Vu la procédure suivante :

La préfète du Pas-de-Calais a demandé au tribunal administratif de Lille d’ordonner, sur le fondement de l’article L. 521-3 du code de justice administrative, l’expulsion sans délai des occupants de soixante-douze lieux de vente illégaux situés en zone dite nord du camp de la Lande à Calais, en procédant à la remise en état des lieux, et, à défaut, de l’autoriser à recourir à la force publique pour procéder à l’évacuation forcée et à la remise en état des lieux dans un délai de quarante-huit heures. Par une ordonnance n° 1605689 du 12 août 2016, le juge des référés du tribunal administratif a rejeté cette demande.

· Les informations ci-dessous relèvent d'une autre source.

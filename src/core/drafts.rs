//! Raw form input and the rules that admit it into the record collections.
//!
//! Everything downstream (aggregation, exports) assumes records passed
//! through here, so this is the only place values are checked.

use std::str::FromStr;

use chrono::NaiveDate;
use rust_decimal::prelude::ToPrimitive;
use rust_decimal::Decimal;

use crate::domain::{Debt, DebtDirection, Transaction, TransactionKind};
use crate::errors::ValidationError;

/// Largest admitted amount. Together with the two-decimal limit this keeps
/// every amount within 15 significant digits, which survive the JSON float
/// encoding unchanged and cannot overflow any realistic sum.
pub const MAX_AMOUNT: Decimal = Decimal::from_parts(3_567_587_328, 232, 0, false, 0);
pub const AMOUNT_DECIMALS: u32 = 2;

pub const SUGGESTED_EXPENSE_CATEGORIES: &[&str] = &[
    "Food",
    "Rent",
    "Transport",
    "Utilities",
    "Shopping",
    "Health",
    "Entertainment",
    "Education",
    "Other",
];

pub const SUGGESTED_INCOME_CATEGORIES: &[&str] =
    &["Salary", "Freelance", "Investments", "Gifts", "Other"];

const DATE_FORMAT: &str = "%Y-%m-%d";

/// Unparsed transaction form fields.
#[derive(Debug, Clone, Default, PartialEq, Eq)]
pub struct TransactionDraft {
    pub date: String,
    pub description: String,
    pub amount: String,
    pub category: String,
    pub kind: String,
}

impl TransactionDraft {
    /// Prefills a draft from an existing record for editing.
    pub fn from_transaction(txn: &Transaction) -> Self {
        Self {
            date: txn.date.format(DATE_FORMAT).to_string(),
            description: txn.description.clone(),
            amount: txn.amount.to_string(),
            category: txn.category.clone(),
            kind: txn.kind.as_str().to_string(),
        }
    }

    /// Builds a transaction with a new identifier.
    pub fn build(&self) -> Result<Transaction, ValidationError> {
        let date = parse_date("date", &self.date)?;
        let description = required("description", &self.description)?;
        let amount = parse_amount("amount", &self.amount)?;
        let category = required("category", &self.category)?;
        let kind = TransactionKind::parse(&self.kind).ok_or_else(|| {
            choice_error("type", &self.kind)
        })?;
        Ok(Transaction::new(date, description, amount, category, kind))
    }
}

/// Unparsed debt form fields. Status is not part of the form.
#[derive(Debug, Clone, Default, PartialEq, Eq)]
pub struct DebtDraft {
    pub person: String,
    pub amount: String,
    pub direction: String,
    pub due_date: String,
    pub description: String,
}

impl DebtDraft {
    pub fn from_debt(debt: &Debt) -> Self {
        Self {
            person: debt.person.clone(),
            amount: debt.amount.to_string(),
            direction: debt.direction.as_str().to_string(),
            due_date: debt
                .due_date
                .map(|date| date.format(DATE_FORMAT).to_string())
                .unwrap_or_default(),
            description: debt.description.clone().unwrap_or_default(),
        }
    }

    /// Builds a pending debt with a new identifier.
    pub fn build(&self) -> Result<Debt, ValidationError> {
        let person = required("person", &self.person)?;
        let amount = parse_amount("amount", &self.amount)?;
        let direction = DebtDirection::parse(&self.direction)
            .ok_or_else(|| choice_error("type", &self.direction))?;
        let mut debt = Debt::new(person, amount, direction);
        if !self.due_date.trim().is_empty() {
            debt.due_date = Some(parse_date("due date", &self.due_date)?);
        }
        let description = self.description.trim();
        if !description.is_empty() {
            debt.description = Some(description.to_string());
        }
        Ok(debt)
    }
}

fn required(field: &'static str, value: &str) -> Result<String, ValidationError> {
    let trimmed = value.trim();
    if trimmed.is_empty() {
        Err(ValidationError::Missing { field })
    } else {
        Ok(trimmed.to_string())
    }
}

fn parse_amount(field: &'static str, value: &str) -> Result<Decimal, ValidationError> {
    let trimmed = value.trim();
    if trimmed.is_empty() {
        return Err(ValidationError::Missing { field });
    }
    let invalid = || ValidationError::InvalidAmount {
        field,
        value: trimmed.to_string(),
    };
    let amount = Decimal::from_str(trimmed).map_err(|_| invalid())?;
    if amount.is_sign_negative() && !amount.is_zero() {
        return Err(invalid());
    }
    let amount = amount.abs().normalize();
    if amount.scale() > AMOUNT_DECIMALS || amount > MAX_AMOUNT || !survives_float(amount) {
        return Err(invalid());
    }
    Ok(amount)
}

fn survives_float(amount: Decimal) -> bool {
    amount
        .to_f64()
        .and_then(|float| Decimal::from_str(&float.to_string()).ok())
        .is_some_and(|back| back == amount)
}

fn parse_date(field: &'static str, value: &str) -> Result<NaiveDate, ValidationError> {
    let trimmed = value.trim();
    if trimmed.is_empty() {
        return Err(ValidationError::Missing { field });
    }
    NaiveDate::parse_from_str(trimmed, DATE_FORMAT).map_err(|_| ValidationError::InvalidDate {
        field,
        value: trimmed.to_string(),
    })
}

fn choice_error(field: &'static str, value: &str) -> ValidationError {
    if value.trim().is_empty() {
        ValidationError::Missing { field }
    } else {
        ValidationError::InvalidChoice {
            field,
            value: value.trim().to_string(),
        }
    }
}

Par un pourvoi, un mémoire en réplique et un autre mémoire, enregistrés les 23 août et 5 octobre 2016 au secrétariat du contentieux du Conseil d'Etat, le ministre de l’intérieur demande au Conseil d'Etat :

1°) d'annuler cette ordonnance ;
2°) réglant l’affaire au titre de la procédure de référé engagée, de faire droit à sa demande.

Vu les autres pièces du dossier ;

Vu :
- le code de l’action sociale et des familles ;
- le code de l’entrée et du séjour des étrangers et du droit d’asile ;
- le code général de la propriété des personnes publiques ;
- la loi n° 91-647 du 10 juillet 1991 ;
- le code de justice administrative ;

Après avoir entendu en séance publique :
- le rapport de Mme Cécile Barrois de Sarigny, maître des requêtes,
- les conclusions de M. Xavier Domino, rapporteur public.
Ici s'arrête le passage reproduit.